HEIDEGGER, L'ESSERE-PER-LA-MORTE

Per Heidegger l'esistenza è autentica quando è pervasa dall'angoscia che scaturisce dal prendere coscienza della nostra finitudine: questo è il "vivere-per-la-morte", che ha dunque una valenza altamente positiva, in quanto rende autentiche le scelte e, con esse, la vita (cosa che non potrebbe avvenire in una prospettiva di vita eterna). E tuttavia possiamo vivere come fatto solamente la morte altrui, mentre la nostra la viviamo sempre e soltanto come possibilità solo nostra, nella consapevolezza che, prima o poi, essa ci coglierà.
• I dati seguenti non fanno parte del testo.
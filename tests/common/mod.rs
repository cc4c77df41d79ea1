//! Scripted in-memory transport shared by the integration tests.

#![allow(dead_code)]

use async_trait::async_trait;
use bytes::Bytes;
use reqwest::header::HeaderMap;
use serde_json::json;
use spacetrack::transport::{
    BlockingHttpExecutor, BlockingHttpResponse, HttpExecutor, HttpRequest, HttpResponse,
};
use spacetrack::{BlockingSpaceTrackClient, SpaceTrackClient, SpaceTrackClientBuilder};
use std::collections::VecDeque;
use std::io::{Read, Write};
use std::net::TcpListener;
use std::sync::{Arc, Mutex};
use std::time::Duration;

pub const BASE_URL: &str = "https://st.test/";

#[derive(Clone, Debug)]
pub struct Reply {
    pub status: u16,
    pub parts: Vec<Bytes>,
}

impl Reply {
    pub fn ok(body: impl Into<Bytes>) -> Self {
        Self::status(200, body)
    }

    pub fn status(status: u16, body: impl Into<Bytes>) -> Self {
        Self {
            status,
            parts: vec![body.into()],
        }
    }

    /// A 200 body delivered in the given transport chunks.
    pub fn chunked<I, B>(parts: I) -> Self
    where
        I: IntoIterator<Item = B>,
        B: Into<Bytes>,
    {
        Self {
            status: 200,
            parts: parts.into_iter().map(Into::into).collect(),
        }
    }

    pub fn rate_violation() -> Self {
        Self::status(500, "You've violated your query rate limit.")
    }

    /// A modeldef response with `(Field, Type)` pairs.
    pub fn modeldef(fields: &[(&str, &str)]) -> Self {
        let data: Vec<_> = fields
            .iter()
            .map(|(name, ty)| json!({"Field": name, "Type": ty, "Null": "NO", "Default": "", "Key": "", "Extra": ""}))
            .collect();
        Self::ok(json!({"controller": "basicspacedata", "data": data}).to_string())
    }
}

/// Replies are matched by path substring; the most recently added matching
/// route wins. A route's last reply repeats forever.
pub struct FakeTransport {
    routes: Mutex<Vec<(String, VecDeque<Reply>)>>,
    requests: Mutex<Vec<HttpRequest>>,
}

impl FakeTransport {
    pub fn new() -> Arc<Self> {
        let fake = Self {
            routes: Mutex::new(Vec::new()),
            requests: Mutex::new(Vec::new()),
        };
        fake.route("/ajaxauth/login", [Reply::ok("\"\"")]);
        fake.route("/ajaxauth/logout", [Reply::ok("\"Successfully logged out\"")]);
        fake.route(
            "/modeldef/class/",
            [Reply::modeldef(&[
                ("NORAD_CAT_ID", "int(10) unsigned"),
                ("EPOCH", "datetime"),
                ("OBJECT_NAME", "varchar(25)"),
            ])],
        );
        Arc::new(fake)
    }

    pub fn route<I: IntoIterator<Item = Reply>>(&self, pattern: &str, replies: I) {
        self.routes
            .lock()
            .unwrap()
            .push((pattern.to_string(), replies.into_iter().collect()));
    }

    pub fn requests(&self) -> Vec<HttpRequest> {
        self.requests.lock().unwrap().clone()
    }

    pub fn paths(&self) -> Vec<String> {
        self.requests().iter().map(|r| r.url.path().to_string()).collect()
    }

    pub fn count(&self, pattern: &str) -> usize {
        self.paths().iter().filter(|p| p.contains(pattern)).count()
    }

    fn reply(&self, request: &HttpRequest) -> Reply {
        self.requests.lock().unwrap().push(request.clone());
        let path = request.url.path();
        let mut routes = self.routes.lock().unwrap();
        for (pattern, replies) in routes.iter_mut().rev() {
            if path.contains(pattern.as_str()) {
                return if replies.len() > 1 {
                    replies.pop_front().unwrap()
                } else {
                    replies.front().cloned().unwrap()
                };
            }
        }
        Reply::status(404, format!("no route for {}", path))
    }
}

#[async_trait]
impl HttpExecutor for FakeTransport {
    async fn execute(&self, request: HttpRequest) -> spacetrack::Result<HttpResponse> {
        let reply = self.reply(&request);
        let parts: Vec<spacetrack::Result<Bytes>> = reply.parts.into_iter().map(Ok).collect();
        Ok(HttpResponse {
            status: reply.status,
            headers: HeaderMap::new(),
            body: Box::pin(futures::stream::iter(parts)),
        })
    }
}

impl BlockingHttpExecutor for FakeTransport {
    fn execute(&self, request: HttpRequest) -> spacetrack::Result<BlockingHttpResponse> {
        let reply = self.reply(&request);
        Ok(BlockingHttpResponse::from_bytes(
            reply.status,
            HeaderMap::new(),
            reply.parts.concat(),
        ))
    }
}

pub fn builder() -> SpaceTrackClientBuilder {
    SpaceTrackClientBuilder::new()
        .identity("user@example.com")
        .password("hunter2")
        .use_keyring(false)
        .base_url(BASE_URL)
}

pub fn client(fake: &Arc<FakeTransport>) -> SpaceTrackClient {
    builder().transport(fake.clone()).build().unwrap()
}

pub fn blocking_client(fake: &Arc<FakeTransport>) -> BlockingSpaceTrackClient {
    builder()
        .blocking_transport(fake.clone())
        .build_blocking()
        .unwrap()
}

/// A one-shot HTTP server that announces `declared` body bytes, then writes
/// `pieces` pieces of `piece_len` bytes with `gap` before each one. The
/// connection stays open for a while afterwards so a short body stalls.
/// Returns the base URL.
pub fn slow_server(declared: usize, pieces: usize, piece_len: usize, gap: Duration) -> String {
    let listener = TcpListener::bind("127.0.0.1:0").unwrap();
    let addr = listener.local_addr().unwrap();
    std::thread::spawn(move || {
        let Ok((mut stream, _)) = listener.accept() else {
            return;
        };
        let mut head = Vec::new();
        let mut buf = [0u8; 1024];
        while !head.windows(4).any(|w| w == b"\r\n\r\n") {
            match stream.read(&mut buf) {
                Ok(0) | Err(_) => return,
                Ok(n) => head.extend_from_slice(&buf[..n]),
            }
        }
        let header = format!(
            "HTTP/1.1 200 OK\r\nContent-Type: application/octet-stream\r\nContent-Length: {declared}\r\nConnection: close\r\n\r\n"
        );
        if stream.write_all(header.as_bytes()).is_err() {
            return;
        }
        for _ in 0..pieces {
            std::thread::sleep(gap);
            if stream.write_all(&vec![b'x'; piece_len]).is_err() {
                return;
            }
        }
        std::thread::sleep(Duration::from_secs(5));
    });
    format!("http://{addr}/")
}
//! State shared by the async and blocking clients.

use crate::cache::{DiskCache, SchemaCache};
use crate::registry::{ControllerRegistry, RequestClassDescriptor, SchemaSource};
use crate::resilience::RateLimiter;
use crate::schema::{parse_modeldef, parse_modeldef_response, Predicate, UnknownTypePolicy};
use crate::{Error, Result};
use serde_json::Value;
use std::sync::Arc;
use tracing::{debug, warn};
use url::Url;

#[derive(Clone)]
pub(crate) enum Credentials {
    Password { identity: String, password: String },
    /// Pre-established `chocolatechip` cookie; no login request is made.
    SessionToken,
}

impl Credentials {
    pub(crate) fn identity(&self) -> &str {
        match self {
            Credentials::Password { identity, .. } => identity,
            Credentials::SessionToken => "<session token>",
        }
    }
}

impl std::fmt::Debug for Credentials {
    fn fmt(&self, f: &mut std::fmt::Formatter<'_>) -> std::fmt::Result {
        match self {
            Credentials::Password { identity, .. } => f
                .debug_struct("Password")
                .field("identity", identity)
                .field("password", &"<redacted>")
                .finish(),
            Credentials::SessionToken => f.write_str("SessionToken"),
        }
    }
}

pub(crate) struct ClientCore {
    pub(crate) registry: ControllerRegistry,
    pub(crate) schemas: SchemaCache,
    pub(crate) disk: Option<DiskCache>,
    pub(crate) limiter: Arc<RateLimiter>,
    pub(crate) base_url: Url,
    pub(crate) credentials: Credentials,
    pub(crate) policy: UnknownTypePolicy,
}

impl ClientCore {
    pub(crate) fn resolve(
        &self,
        class: &str,
        controller: Option<&str>,
    ) -> Result<Arc<RequestClassDescriptor>> {
        self.registry.resolve(class, controller)
    }

    /// Predicates available without a network round trip: offline sets, the
    /// session cache, then the disk cache.
    pub(crate) fn known_predicates(
        &self,
        descriptor: &RequestClassDescriptor,
    ) -> Option<Arc<[Predicate]>> {
        if let SchemaSource::Offline(predicates) = &descriptor.schema {
            return Some(predicates.clone().into());
        }
        let key = descriptor.key();
        if let Some(found) = self.schemas.get(&key) {
            return Some(found);
        }
        let data = self.disk.as_ref()?.load(&key)?;
        match parse_modeldef(&data) {
            Ok(predicates) => {
                debug!(class = %key, "Loaded predicates from disk cache");
                Some(self.schemas.seed(&key, predicates))
            }
            Err(e) => {
                debug!(class = %key, error = %e, "Ignoring cached predicates");
                None
            }
        }
    }

    /// Parse a modeldef response body and publish it to both caches.
    pub(crate) fn publish_modeldef(
        &self,
        descriptor: &RequestClassDescriptor,
        body: &[u8],
    ) -> Result<Arc<[Predicate]>> {
        let json: Value = serde_json::from_slice(body)?;
        let predicates = parse_modeldef_response(&json)?;
        let key = descriptor.key();
        if let (Some(disk), Some(data)) = (&self.disk, json.get("data")) {
            if let Err(e) = disk.store(&key, data) {
                warn!(class = %key, error = %e, "Could not write predicate cache");
            }
        }
        Ok(self.schemas.publish(&key, predicates))
    }

    /// Schema used for `parse_types`. Offline classes have none.
    pub(crate) fn type_schema<'a>(
        descriptor: &RequestClassDescriptor,
        predicates: &'a [Predicate],
    ) -> Option<&'a [Predicate]> {
        descriptor.needs_remote_schema().then_some(predicates)
    }

    pub(crate) fn schema_error(descriptor: &RequestClassDescriptor, err: Error) -> Error {
        match err {
            Error::SchemaUnavailable { .. } | Error::Authentication { .. } => err,
            other => Error::schema_unavailable(&descriptor.controller, &descriptor.name, other),
        }
    }
}
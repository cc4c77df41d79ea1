//! Shared Quota Example
//!
//! Two clients drawing from one rate-limit store, as several workers of the
//! same account would. The callback reports every time a call has to wait.
//!
//! ```bash
//! RUST_LOG=spacetrack=info cargo run --example shared_quota
//! ```

use chrono::{DateTime, Utc};
use spacetrack::resilience::{MemoryStore, RateLimitStore};
use spacetrack::{Query, RateLimitCallback, SpaceTrackClient};
use std::sync::Arc;
use tracing_subscriber::EnvFilter;

#[tokio::main]
async fn main() -> anyhow::Result<()> {
    tracing_subscriber::fmt()
        .with_env_filter(EnvFilter::from_default_env())
        .init();

    let store: Arc<dyn RateLimitStore> = Arc::new(MemoryStore::new());
    let callback: RateLimitCallback = Arc::new(|until| {
        let until: DateTime<Utc> = until.into();
        println!("rate limited until {}", until.format("%H:%M:%S"));
    });

    let clients = (0..2)
        .map(|_| {
            SpaceTrackClient::builder()
                .rate_limit_store(store.clone(), "demo:")
                .callback(callback.clone())
                .build()
        })
        .collect::<Result<Vec<_>, _>>()?;

    let mut tasks = Vec::new();
    for (i, client) in clients.iter().enumerate() {
        tasks.push(async move {
            for page in 0..20 {
                let query = Query::new("boxscore").predicate("limit", format!("1,{}", i * 20 + page));
                client.generic_request(query).await?;
            }
            spacetrack::Result::Ok(())
        });
    }
    for result in futures::future::join_all(tasks).await {
        result?;
    }

    println!(
        "{} admissions in the last minute",
        clients[0].rate_limiter().admitted_this_minute()?
    );
    for client in clients {
        client.close().await?;
    }
    Ok(())
}
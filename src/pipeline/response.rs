//! Response classification and shaping.

use super::chunks::ChunkAssembler;
use super::lines::LineDecoder;
use crate::dispatch::RequestPlan;
use crate::schema::{parse_rows, Predicate, TypedRow, UnknownTypePolicy};
use crate::{BoxStream, Error, Result};
use bytes::Bytes;
use futures::{stream, StreamExt};
use serde_json::Value;
use std::collections::VecDeque;
use std::io::Read;

const RATE_VIOLATION_MARKER: &str = "violated your query rate limit";
const READ_BUFFER_SIZE: usize = 16 * 1024;

/// What a response status and body mean for the call.
#[derive(Debug, Clone, PartialEq, Eq)]
pub enum Outcome {
    Success,
    /// HTTP 500 carrying Space-Track's query rate limit message. Retried once.
    RateViolation,
    Failed { status: u16, message: String },
}

impl Outcome {
    pub fn classify(status: u16, body: &[u8]) -> Self {
        if (200..300).contains(&status) {
            return Outcome::Success;
        }
        let message = error_message(body);
        if status == 500 && message.contains(RATE_VIOLATION_MARKER) {
            return Outcome::RateViolation;
        }
        Outcome::Failed { status, message }
    }

    pub fn into_error(self) -> Option<Error> {
        match self {
            Outcome::Success => None,
            Outcome::RateViolation => Some(Error::RequestFailed {
                status: 500,
                message: RATE_VIOLATION_MARKER.to_string(),
            }),
            Outcome::Failed { status, message } => Some(Error::RequestFailed { status, message }),
        }
    }
}

/// Space-Track's own error text: the `error` member of a JSON object, else
/// the raw body.
pub fn error_message(body: &[u8]) -> String {
    if let Ok(Value::Object(map)) = serde_json::from_slice::<Value>(body) {
        if let Some(Value::String(msg)) = map.get("error") {
            if !msg.is_empty() {
                return msg.clone();
            }
        }
    }
    String::from_utf8_lossy(body).trim().to_string()
}

pub fn normalize_newlines(text: &str) -> String {
    text.replace("\r\n", "\n")
}

/// A shaped response; `L` and `C` are the line and chunk sequence types of
/// the driver that produced it.
#[derive(Debug)]
pub enum Shaped<L, C> {
    /// Parsed JSON (no `format` predicate).
    Json(Value),
    /// JSON rows converted with `parse_types`.
    Typed(Vec<TypedRow>),
    /// Text body for an explicit `format`, newlines normalised.
    Text(String),
    /// Binary payload.
    Bytes(Bytes),
    Lines(L),
    Chunks(C),
}

impl<L, C> Shaped<L, C> {
    pub fn into_json(self) -> Option<Value> {
        match self {
            Shaped::Json(v) => Some(v),
            _ => None,
        }
    }

    pub fn into_typed(self) -> Option<Vec<TypedRow>> {
        match self {
            Shaped::Typed(rows) => Some(rows),
            _ => None,
        }
    }

    pub fn into_text(self) -> Option<String> {
        match self {
            Shaped::Text(s) => Some(s),
            _ => None,
        }
    }

    pub fn into_bytes(self) -> Option<Bytes> {
        match self {
            Shaped::Bytes(b) => Some(b),
            _ => None,
        }
    }

    pub fn into_lines(self) -> Option<L> {
        match self {
            Shaped::Lines(l) => Some(l),
            _ => None,
        }
    }

    pub fn into_chunks(self) -> Option<C> {
        match self {
            Shaped::Chunks(c) => Some(c),
            _ => None,
        }
    }

    pub fn kind(&self) -> &'static str {
        match self {
            Shaped::Json(_) => "json",
            Shaped::Typed(_) => "typed",
            Shaped::Text(_) => "text",
            Shaped::Bytes(_) => "bytes",
            Shaped::Lines(_) => "lines",
            Shaped::Chunks(_) => "chunks",
        }
    }
}

/// Shape a fully read body.
///
/// Type parsing runs only for JSON bodies and only when a predicate schema is
/// known; streamed and formatted responses are never parsed.
pub fn shape_buffered<L, C>(
    plan: &RequestPlan,
    body: Bytes,
    predicates: Option<&[Predicate]>,
    policy: UnknownTypePolicy,
) -> Result<Shaped<L, C>> {
    if !plan.decode_text() {
        return Ok(Shaped::Bytes(body));
    }
    if plan.has_format {
        return Ok(Shaped::Text(normalize_newlines(&String::from_utf8_lossy(&body))));
    }
    let data: Value = serde_json::from_slice(&body)?;
    match predicates {
        Some(predicates) if plan.parse_types => {
            parse_rows(data, predicates, policy).map(Shaped::Typed)
        }
        _ => Ok(Shaped::Json(data)),
    }
}

/// Lines of a streamed body, suspending between transport reads.
pub type LineStream = BoxStream<'static, String>;

/// Fixed-size chunks of a streamed body.
pub type ChunkStream = BoxStream<'static, Bytes>;

struct LineState {
    body: Option<BoxStream<'static, Bytes>>,
    decoder: LineDecoder,
    ready: VecDeque<String>,
}

/// The transport body is dropped as soon as it is exhausted or fails.
pub fn line_stream(body: BoxStream<'static, Bytes>) -> LineStream {
    let state = LineState {
        body: Some(body),
        decoder: LineDecoder::new(),
        ready: VecDeque::new(),
    };
    Box::pin(stream::unfold(state, |mut st| async move {
        loop {
            if let Some(line) = st.ready.pop_front() {
                return Some((Ok(line), st));
            }
            let body = st.body.as_mut()?;
            match body.next().await {
                Some(Ok(chunk)) => match st.decoder.push(&chunk) {
                    Ok(lines) => st.ready.extend(lines),
                    Err(e) => {
                        st.body = None;
                        return Some((Err(e), st));
                    }
                },
                Some(Err(e)) => {
                    st.body = None;
                    return Some((Err(e), st));
                }
                None => {
                    st.body = None;
                    match st.decoder.finish() {
                        Ok(tail) => st.ready.extend(tail),
                        Err(e) => return Some((Err(e), st)),
                    }
                }
            }
        }
    }))
}

struct ChunkState {
    body: Option<BoxStream<'static, Bytes>>,
    assembler: ChunkAssembler,
    ready: VecDeque<Bytes>,
}

pub fn chunk_stream(body: BoxStream<'static, Bytes>, normalize_newlines: bool) -> ChunkStream {
    let state = ChunkState {
        body: Some(body),
        assembler: ChunkAssembler::new(normalize_newlines),
        ready: VecDeque::new(),
    };
    Box::pin(stream::unfold(state, |mut st| async move {
        loop {
            if let Some(chunk) = st.ready.pop_front() {
                return Some((Ok(chunk), st));
            }
            let body = st.body.as_mut()?;
            match body.next().await {
                Some(Ok(chunk)) => st.ready.extend(st.assembler.push(&chunk)),
                Some(Err(e)) => {
                    st.body = None;
                    return Some((Err(e), st));
                }
                None => {
                    st.body = None;
                    st.ready.extend(st.assembler.finish());
                }
            }
        }
    }))
}

/// Blocking line iterator over a response reader.
pub struct LineIter {
    body: Option<Box<dyn Read + Send>>,
    decoder: LineDecoder,
    ready: VecDeque<String>,
    buf: Vec<u8>,
}

impl LineIter {
    pub fn new(body: Box<dyn Read + Send>) -> Self {
        Self {
            body: Some(body),
            decoder: LineDecoder::new(),
            ready: VecDeque::new(),
            buf: vec![0; READ_BUFFER_SIZE],
        }
    }

    /// Whether the underlying response is still held.
    pub fn is_open(&self) -> bool {
        self.body.is_some()
    }
}

impl Iterator for LineIter {
    type Item = Result<String>;

    fn next(&mut self) -> Option<Self::Item> {
        loop {
            if let Some(line) = self.ready.pop_front() {
                return Some(Ok(line));
            }
            let body = self.body.as_mut()?;
            match body.read(&mut self.buf) {
                Ok(0) => {
                    self.body = None;
                    match self.decoder.finish() {
                        Ok(tail) => self.ready.extend(tail),
                        Err(e) => return Some(Err(e)),
                    }
                }
                Ok(n) => match self.decoder.push(&self.buf[..n]) {
                    Ok(lines) => self.ready.extend(lines),
                    Err(e) => {
                        self.body = None;
                        return Some(Err(e));
                    }
                },
                Err(e) if e.kind() == std::io::ErrorKind::Interrupted => continue,
                Err(e) => {
                    self.body = None;
                    return Some(Err(e.into()));
                }
            }
        }
    }
}

/// Blocking chunk iterator over a response reader.
pub struct ChunkIter {
    body: Option<Box<dyn Read + Send>>,
    assembler: ChunkAssembler,
    ready: VecDeque<Bytes>,
    buf: Vec<u8>,
}

impl ChunkIter {
    pub fn new(body: Box<dyn Read + Send>, normalize_newlines: bool) -> Self {
        Self {
            body: Some(body),
            assembler: ChunkAssembler::new(normalize_newlines),
            ready: VecDeque::new(),
            buf: vec![0; READ_BUFFER_SIZE],
        }
    }

    pub fn is_open(&self) -> bool {
        self.body.is_some()
    }
}

impl Iterator for ChunkIter {
    type Item = Result<Bytes>;

    fn next(&mut self) -> Option<Self::Item> {
        loop {
            if let Some(chunk) = self.ready.pop_front() {
                return Some(Ok(chunk));
            }
            let body = self.body.as_mut()?;
            match body.read(&mut self.buf) {
                Ok(0) => {
                    self.body = None;
                    self.ready.extend(self.assembler.finish());
                }
                Ok(n) => {
                    let full = self.assembler.push(&self.buf[..n]);
                    self.ready.extend(full);
                }
                Err(e) if e.kind() == std::io::ErrorKind::Interrupted => continue,
                Err(e) => {
                    self.body = None;
                    return Some(Err(e.into()));
                }
            }
        }
    }
}

#[cfg(test)]
mod tests {
    use super::*;
    use crate::dispatch::{plan_request, Query};
    use crate::registry::ControllerRegistry;
    use crate::schema::{PredicateType, TypedValue};
    use std::io::Cursor;
    use url::Url;

    type Buffered = Shaped<(), ()>;

    fn plan(query: Query, controller: Option<&str>, schema: &[Predicate]) -> RequestPlan {
        let base = Url::parse("https://www.space-track.org/").unwrap();
        let desc = ControllerRegistry::spacetrack()
            .resolve(query.class(), controller)
            .unwrap();
        plan_request(&base, desc, &query, schema).unwrap()
    }

    fn body_stream(parts: &[&'static [u8]]) -> BoxStream<'static, Bytes> {
        let items: Vec<Result<Bytes>> = parts.iter().map(|p| Ok(Bytes::from_static(p))).collect();
        Box::pin(stream::iter(items))
    }

    #[test]
    fn classify_outcomes() {
        assert_eq!(Outcome::classify(200, b"[]"), Outcome::Success);
        assert_eq!(
            Outcome::classify(500, b"You've violated your query rate limit."),
            Outcome::RateViolation
        );
        assert_eq!(
            Outcome::classify(500, b"Internal error"),
            Outcome::Failed {
                status: 500,
                message: "Internal error".into()
            }
        );
        assert_eq!(
            Outcome::classify(400, br#"{"error":"bad predicate"}"#),
            Outcome::Failed {
                status: 400,
                message: "bad predicate".into()
            }
        );
    }

    #[test]
    fn format_returns_normalized_text() {
        let p = plan(Query::new("gp").predicate("format", "tle"), None, &[]);
        let shaped: Buffered =
            shape_buffered(&p, Bytes::from_static(b"a\r\nb\r\n"), None, UnknownTypePolicy::default())
                .unwrap();
        assert_eq!(shaped.into_text().unwrap(), "a\nb\n");
    }

    #[test]
    fn binary_class_returns_bytes() {
        let p = plan(Query::new("download"), Some("spephemeris"), &[]);
        let shaped: Buffered = shape_buffered(
            &p,
            Bytes::from_static(b"\x00\r\n"),
            None,
            UnknownTypePolicy::default(),
        )
        .unwrap();
        assert_eq!(shaped.into_bytes().unwrap(), Bytes::from_static(b"\x00\r\n"));
    }

    #[test]
    fn parse_types_applies_to_json_only() {
        let schema = vec![Predicate::new("norad_cat_id", PredicateType::Int)];
        let body = Bytes::from_static(br#"[{"NORAD_CAT_ID":"25544"}]"#);

        let p = plan(Query::new("gp").parse_types(), None, &schema);
        let shaped: Buffered =
            shape_buffered(&p, body.clone(), Some(&schema), UnknownTypePolicy::default()).unwrap();
        assert_eq!(shaped.into_typed().unwrap()[0]["NORAD_CAT_ID"], TypedValue::Int(25544));

        let p = plan(Query::new("gp"), None, &schema);
        let shaped: Buffered =
            shape_buffered(&p, body, Some(&schema), UnknownTypePolicy::default()).unwrap();
        assert_eq!(shaped.kind(), "json");
    }

    #[tokio::test]
    async fn line_stream_joins_split_crlf() {
        let lines: Vec<String> = line_stream(body_stream(&[b"one\r", b"\ntwo\r\nth", b"ree"]))
            .map(|l| l.unwrap())
            .collect()
            .await;
        assert_eq!(lines, vec!["one", "two", "three"]);
    }

    #[tokio::test]
    async fn line_stream_stops_after_error() {
        let items: Vec<Result<Bytes>> = vec![
            Ok(Bytes::from_static(b"ok\n")),
            Err(Error::InvalidOptions("boom".into())),
            Ok(Bytes::from_static(b"never\n")),
        ];
        let results: Vec<_> = line_stream(Box::pin(stream::iter(items))).collect().await;
        assert_eq!(results.len(), 2);
        assert!(results[1].is_err());
    }

    #[tokio::test]
    async fn chunk_stream_normalizes_text() {
        let chunks: Vec<Bytes> = chunk_stream(body_stream(&[b"a\r", b"\nb"]), true)
            .map(|c| c.unwrap())
            .collect()
            .await;
        assert_eq!(chunks.concat(), b"a\nb");
    }

    #[test]
    fn blocking_iterators_release_body_on_exhaustion() {
        let mut lines = LineIter::new(Box::new(Cursor::new(b"x\r\ny".to_vec())));
        assert_eq!(lines.next().unwrap().unwrap(), "x");
        assert_eq!(lines.next().unwrap().unwrap(), "y");
        assert!(lines.next().is_none());
        assert!(!lines.is_open());

        let mut chunks = ChunkIter::new(Box::new(Cursor::new(vec![1u8; 10])), false);
        assert_eq!(chunks.next().unwrap().unwrap().len(), 10);
        assert!(chunks.next().is_none());
        assert!(!chunks.is_open());
    }

    #[test]
    fn blocking_lines_reject_binary() {
        let mut lines = LineIter::new(Box::new(Cursor::new(vec![0xff, b'\n'])));
        assert!(matches!(lines.next(), Some(Err(Error::BinaryStream(_)))));
        assert!(lines.next().is_none());
    }
}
Ne consegue che la morte ha per noi un significato non come fatto, ma come possibilità: e, a questo punto, Heidegger fa acutamente notare come nella società moderna, in cui non si parla ma si chiacchiera e non si aspira alla conoscenza ma alla curiosità, la morte stessa è stata rimossa. E l'aspetto più inautentico dell'esistenza della società di massa risiede proprio nel fatto che si vive perfino la morte nel "Si": non più "io muoio", ma "Si muore", quasi come se la morte non ci coinvolgesse mai in prima persona; essa viene tragicamente inserita nel "Si" generico e, pertanto, perde il suo significato di possibilità.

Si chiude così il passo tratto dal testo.